[DATA SECTION]

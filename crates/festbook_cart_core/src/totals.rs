//! Pure cart arithmetic: totals, counts and snapshot normalization.
//! No side effects, easy to test.

use crate::models::CartLineItem;
use rust_decimal::Decimal;

/// Sum of `price * quantity` over all items. Zero for an empty slice.
/// Saturates at `Decimal::MAX`; rust_decimal panics on overflow otherwise.
pub fn compute_total(items: &[CartLineItem]) -> Decimal {
    items
        .iter()
        .map(CartLineItem::line_total)
        .try_fold(Decimal::ZERO, |acc, line| acc.checked_add(line))
        .unwrap_or(Decimal::MAX)
}

/// Sum of quantities. Zero for an empty slice.
pub fn item_count(items: &[CartLineItem]) -> u64 {
    items.iter().map(|item| u64::from(item.quantity)).sum()
}

/// Restore the cart invariants on items that did not come through the service
/// (e.g. a hand-edited snapshot): zero-quantity entries are dropped and duplicate
/// keys are folded into the first occurrence. Order of first appearance is kept.
pub fn normalize(items: Vec<CartLineItem>) -> Vec<CartLineItem> {
    let mut out: Vec<CartLineItem> = Vec::with_capacity(items.len());
    for item in items {
        if item.quantity == 0 {
            continue;
        }
        match out
            .iter_mut()
            .find(|existing| existing.matches(&item.event_id, item.seat_type))
        {
            Some(existing) => existing.quantity = existing.quantity.saturating_add(item.quantity),
            None => out.push(item),
        }
    }
    out
}
use chrono::Utc;
use dioxus::prelude::*;
use crate::theme::palette;
use crate::toast::{Toast, ToastKind, ToastQueue};

/// Push a toast and dismiss it once its lifetime is over.
pub fn show_toast(mut toasts: Signal<ToastQueue>, kind: ToastKind, message: &str) {
    let id = toasts.write().push(kind, message);
    let ms = kind.lifetime().num_milliseconds();
    spawn(async move {
        // Timer through the webview/browser so web and desktop behave the same.
        let timer = document::eval(&format!("await new Promise(r => setTimeout(r, {})); return true;", ms));
        if let Err(e) = timer.await {
            tracing::debug!(toast = id, error = ?e, "toast timer failed, dismissing early");
        }
        toasts.write().dismiss(id);
    });
}

/// Top-right stack of active toasts. Click a toast to dismiss it.
#[component]
pub fn ToastHost(is_dark: bool) -> Element {
    let toasts = use_context::<Signal<ToastQueue>>();
    let active = toasts.read().active_at(Utc::now());

    rsx! {
        div { style: "position: fixed; top: 72px; right: 16px; display: flex; flex-direction: column; gap: 8px; z-index: 50;",
            for toast in active {
                ToastView { key: "{toast.id}", is_dark, toast: toast.clone() }
            }
        }
    }
}

#[component]
fn ToastView(is_dark: bool, toast: Toast) -> Element {
    let mut toasts = use_context::<Signal<ToastQueue>>();
    let p = palette(is_dark);
    let color = match toast.kind {
        ToastKind::Success => p.success,
        ToastKind::Info => p.accent,
        ToastKind::Warning => p.warning,
        ToastKind::Error => p.error,
    };
    let id = toast.id;

    rsx! {
        div {
            style: "min-width: 220px; padding: 12px 16px; border-radius: 10px; background: {p.background}; color: {p.on_surface}; border-left: 4px solid {color}; box-shadow: 0 6px 20px rgba(0,0,0,0.25); cursor: pointer;",
            onclick: move |_| toasts.write().dismiss(id),
            "{toast.message}"
        }
    }
}
//! Property tests for the cart invariants.

use festbook_cart_core::{
    compute_total, CartLineItem, CartService, Decimal, Event, EventId, MemoryStore, SeatType,
};
use proptest::prelude::*;
use std::collections::HashSet;

fn seat_type() -> impl Strategy<Value = SeatType> {
    prop_oneof![
        Just(SeatType::General),
        Just(SeatType::Vip),
        Just(SeatType::Premium),
    ]
}

/// Prices in paise so sums stay exact.
fn price() -> impl Strategy<Value = Decimal> {
    (0i64..1_000_000).prop_map(|paise| Decimal::new(paise, 2))
}

fn event(id: u8, price: Decimal) -> Event {
    Event {
        id: EventId::from(i64::from(id)),
        name: format!("Event {}", id),
        description: None,
        image: None,
        date: None,
        price,
        available_seats: 500,
    }
}

#[derive(Clone, Debug)]
enum Op {
    Add { id: u8, price: Decimal, quantity: u32, seat: SeatType },
    Remove { id: u8, seat: SeatType },
    Update { id: u8, seat: SeatType, quantity: u32 },
    Clear,
}

fn op() -> impl Strategy<Value = Op> {
    prop_oneof![
        6 => (0u8..5, price(), 0u32..20, seat_type())
            .prop_map(|(id, price, quantity, seat)| Op::Add { id, price, quantity, seat }),
        2 => (0u8..5, seat_type()).prop_map(|(id, seat)| Op::Remove { id, seat }),
        3 => (0u8..5, seat_type(), 0u32..20)
            .prop_map(|(id, seat, quantity)| Op::Update { id, seat, quantity }),
        1 => Just(Op::Clear),
    ]
}

fn apply(cart: &mut CartService<MemoryStore>, op: &Op) {
    match op {
        Op::Add { id, price, quantity, seat } => cart.add_item(&event(*id, *price), *quantity, *seat),
        Op::Remove { id, seat } => cart.remove_item(&EventId::from(i64::from(*id)), *seat),
        Op::Update { id, seat, quantity } => {
            cart.update_quantity(&EventId::from(i64::from(*id)), *seat, *quantity)
        }
        Op::Clear => cart.clear_cart(),
    }
}

proptest! {
    #[test]
    fn repeated_adds_sum_into_one_line(
        quantities in proptest::collection::vec(1u32..50, 1..20),
        seat in seat_type(),
        first_price in price(),
        later_price in price(),
    ) {
        let mut cart = CartService::open(MemoryStore::new());
        cart.add_item(&event(1, first_price), quantities[0], seat);
        for q in &quantities[1..] {
            cart.add_item(&event(1, later_price), *q, seat);
        }

        let expected: u32 = quantities.iter().sum();
        prop_assert_eq!(cart.items().len(), 1);
        prop_assert_eq!(cart.items()[0].quantity, expected);
        prop_assert_eq!(cart.items()[0].price, first_price);
    }

    #[test]
    fn total_ignores_item_order(
        lines in proptest::collection::vec((0u8..50, price(), 1u32..30, seat_type()), 0..15),
        seed in any::<u64>(),
    ) {
        let items: Vec<CartLineItem> = lines
            .iter()
            .map(|(id, price, quantity, seat)| CartLineItem::from_event(&event(*id, *price), *quantity, *seat))
            .collect();

        let mut reversed = items.clone();
        reversed.reverse();
        let mut rotated = items.clone();
        if !rotated.is_empty() {
            let k = (seed as usize) % rotated.len();
            rotated.rotate_left(k);
        }

        let total = compute_total(&items);
        prop_assert_eq!(total, compute_total(&reversed));
        prop_assert_eq!(total, compute_total(&rotated));
    }

    #[test]
    fn invariants_hold_for_any_operation_sequence(ops in proptest::collection::vec(op(), 0..60)) {
        let backend = MemoryStore::new();
        let mut cart = CartService::open(backend.clone());
        for op in &ops {
            apply(&mut cart, op);
        }

        let quantity_sum: u64 = cart.items().iter().map(|l| u64::from(l.quantity)).sum();
        prop_assert_eq!(cart.item_count(), quantity_sum);
        prop_assert_eq!(cart.total(), compute_total(cart.items()));
        prop_assert!(cart.items().iter().all(|l| l.quantity >= 1));

        let keys: HashSet<(EventId, SeatType)> = cart
            .items()
            .iter()
            .map(|l| (l.event_id.clone(), l.seat_type))
            .collect();
        prop_assert_eq!(keys.len(), cart.items().len());

        let reloaded = CartService::open(backend);
        prop_assert_eq!(reloaded.items(), cart.items());
    }
}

[/DATA SECTION]

→ WHAT YOU WILL DO: All the records above are to be reproduced exactly.

→ WRITTEN RESPONSE:
filename crates/festbook_cart_core/src/totals.rs
//! Pure cart arithmetic: totals, counts and snapshot normalization.
//! No side effects, easy to test.

use crate::models::CartLineItem;
use rust_decimal::Decimal;

/// Sum of `price * quantity` over all items. Zero for an empty slice.
/// Saturates at `Decimal::MAX`; rust_decimal panics on overflow otherwise.
pub fn compute_total(items: &[CartLineItem]) -> Decimal {
    items
        .iter()
        .map(CartLineItem::line_total)
        .try_fold(Decimal::ZERO, |acc, line| acc.checked_add(line))
        .unwrap_or(Decimal::MAX)
}

/// Sum of quantities. Zero for an empty slice.
pub fn item_count(items: &[CartLineItem]) -> u64 {
    items.iter().map(|item| u64::from(item.quantity)).sum()
}

/// Restore the cart invariants on items that did not come through the service
/// (e.g. a hand-edited snapshot): zero-quantity entries are dropped and duplicate
/// keys are folded into the first occurrence. Order of first appearance is kept.
pub fn normalize(items: Vec<CartLineItem>) -> Vec<CartLineItem> {
    let mut out: Vec<CartLineItem> = Vec::with_capacity(items.len());
    for item in items {
        if item.quantity == 0 {
            continue;
        }
        match out
            .iter_mut()
            .find(|existing| existing.matches(&item.event_id, item.seat_type))
        {
            Some(existing) => existing.quantity = existing.quantity.saturating_add(item.quantity),
            None => out.push(item),
        }
    }
    out
}
use chrono::Utc;
use dioxus::prelude::*;
use crate::theme::palette;
use crate::toast::{Toast, ToastKind, ToastQueue};

/// Push a toast and dismiss it once its lifetime is over.
pub fn show_toast(mut toasts: Signal<ToastQueue>, kind: ToastKind, message: &str) {
    let id = toasts.write().push(kind, message);
    let ms = kind.lifetime().num_milliseconds();
    spawn(async move {
        // Timer through the webview/browser so web and desktop behave the same.
        let timer = document::eval(&format!("await new Promise(r => setTimeout(r, {})); return true;", ms));
        if let Err(e) = timer.await {
            tracing::debug!(toast = id, error = ?e, "toast timer failed, dismissing early");
        }
        toasts.write().dismiss(id);
    });
}

/// Top-right stack of active toasts. Click a toast to dismiss it.
#[component]
pub fn ToastHost(is_dark: bool) -> Element {
    let toasts = use_context::<Signal<ToastQueue>>();
    let active = toasts.read().active_at(Utc::now());

    rsx! {
        div { style: "position: fixed; top: 72px; right: 16px; display: flex; flex-direction: column; gap: 8px; z-index: 50;",
            for toast in active {
                ToastView { key: "{toast.id}", is_dark, toast: toast.clone() }
            }
        }
    }
}

#[component]
fn ToastView(is_dark: bool, toast: Toast) -> Element {
    let mut toasts = use_context::<Signal<ToastQueue>>();
    let p = palette(is_dark);
    let color = match toast.kind {
        ToastKind::Success => p.success,
        ToastKind::Info => p.accent,
        ToastKind::Warning => p.warning,
        ToastKind::Error => p.error,
    };
    let id = toast.id;

    rsx! {
        div {
            style: "min-width: 220px; padding: 12px 16px; border-radius: 10px; background: {p.background}; color: {p.on_surface}; border-left: 4px solid {color}; box-shadow: 0 6px 20px rgba(0,0,0,0.25); cursor: pointer;",
            onclick: move |_| toasts.write().dismiss(id),
            "{toast.message}"
        }
    }
}
//! Property tests for the cart invariants.

use festbook_cart_core::{
    compute_total, CartLineItem, CartService, Decimal, Event, EventId, MemoryStore, SeatType,
};
use proptest::prelude::*;
use std::collections::HashSet;

fn seat_type() -> impl Strategy<Value = SeatType> {
    prop_oneof![
        Just(SeatType::General),
        Just(SeatType::Vip),
        Just(SeatType::Premium),
    ]
}

/// Prices in paise so sums stay exact.
fn price() -> impl Strategy<Value = Decimal> {
    (0i64..1_000_000).prop_map(|paise| Decimal::new(paise, 2))
}

fn event(id: u8, price: Decimal) -> Event {
    Event {
        id: EventId::from(i64::from(id)),
        name: format!("Event {}", id),
        description: None,
        image: None,
        date: None,
        price,
        available_seats: 500,
    }
}

#[derive(Clone, Debug)]
enum Op {
    Add { id: u8, price: Decimal, quantity: u32, seat: SeatType },
    Remove { id: u8, seat: SeatType },
    Update { id: u8, seat: SeatType, quantity: u32 },
    Clear,
}

fn op() -> impl Strategy<Value = Op> {
    prop_oneof![
        6 => (0u8..5, price(), 0u32..20, seat_type())
            .prop_map(|(id, price, quantity, seat)| Op::Add { id, price, quantity, seat }),
        2 => (0u8..5, seat_type()).prop_map(|(id, seat)| Op::Remove { id, seat }),
        3 => (0u8..5, seat_type(), 0u32..20)
            .prop_map(|(id, seat, quantity)| Op::Update { id, seat, quantity }),
        1 => Just(Op::Clear),
    ]
}

fn apply(cart: &mut CartService<MemoryStore>, op: &Op) {
    match op {
        Op::Add { id, price, quantity, seat } => cart.add_item(&event(*id, *price), *quantity, *seat),
        Op::Remove { id, seat } => cart.remove_item(&EventId::from(i64::from(*id)), *seat),
        Op::Update { id, seat, quantity } => {
            cart.update_quantity(&EventId::from(i64::from(*id)), *seat, *quantity)
        }
        Op::Clear => cart.clear_cart(),
    }
}

proptest! {
    #[test]
    fn repeated_adds_sum_into_one_line(
        quantities in proptest::collection::vec(1u32..50, 1..20),
        seat in seat_type(),
        first_price in price(),
        later_price in price(),
    ) {
        let mut cart = CartService::open(MemoryStore::new());
        cart.add_item(&event(1, first_price), quantities[0], seat);
        for q in &quantities[1..] {
            cart.add_item(&event(1, later_price), *q, seat);
        }

        let expected: u32 = quantities.iter().sum();
        prop_assert_eq!(cart.items().len(), 1);
        prop_assert_eq!(cart.items()[0].quantity, expected);
        prop_assert_eq!(cart.items()[0].price, first_price);
    }

    #[test]
    fn total_ignores_item_order(
        lines in proptest::collection::vec((0u8..50, price(), 1u32..30, seat_type()), 0..15),
        seed in any::<u64>(),
    ) {
        let items: Vec<CartLineItem> = lines
            .iter()
            .map(|(id, price, quantity, seat)| CartLineItem::from_event(&event(*id, *price), *quantity, *seat))
            .collect();

        let mut reversed = items.clone();
        reversed.reverse();
        let mut rotated = items.clone();
        if !rotated.is_empty() {
            let k = (seed as usize) % rotated.len();
            rotated.rotate_left(k);
        }

        let total = compute_total(&items);
        prop_assert_eq!(total, compute_total(&reversed));
        prop_assert_eq!(total, compute_total(&rotated));
    }

    #[test]
    fn invariants_hold_for_any_operation_sequence(ops in proptest::collection::vec(op(), 0..60)) {
        let backend = MemoryStore::new();
        let mut cart = CartService::open(backend.clone());
        for op in &ops {
            apply(&mut cart, op);
        }

        let quantity_sum: u64 = cart.items().iter().map(|l| u64::from(l.quantity)).sum();
        prop_assert_eq!(cart.item_count(), quantity_sum);
        prop_assert_eq!(cart.total(), compute_total(cart.items()));
        prop_assert!(cart.items().iter().all(|l| l.quantity >= 1));

        let keys: HashSet<(EventId, SeatType)> = cart
            .items()
            .iter()
            .map(|l| (l.event_id.clone(), l.seat_type))
            .collect();
        prop_assert_eq!(keys.len(), cart.items().len());

        let reloaded = CartService::open(backend);
        prop_assert_eq!(reloaded.items(), cart.items());
    }
}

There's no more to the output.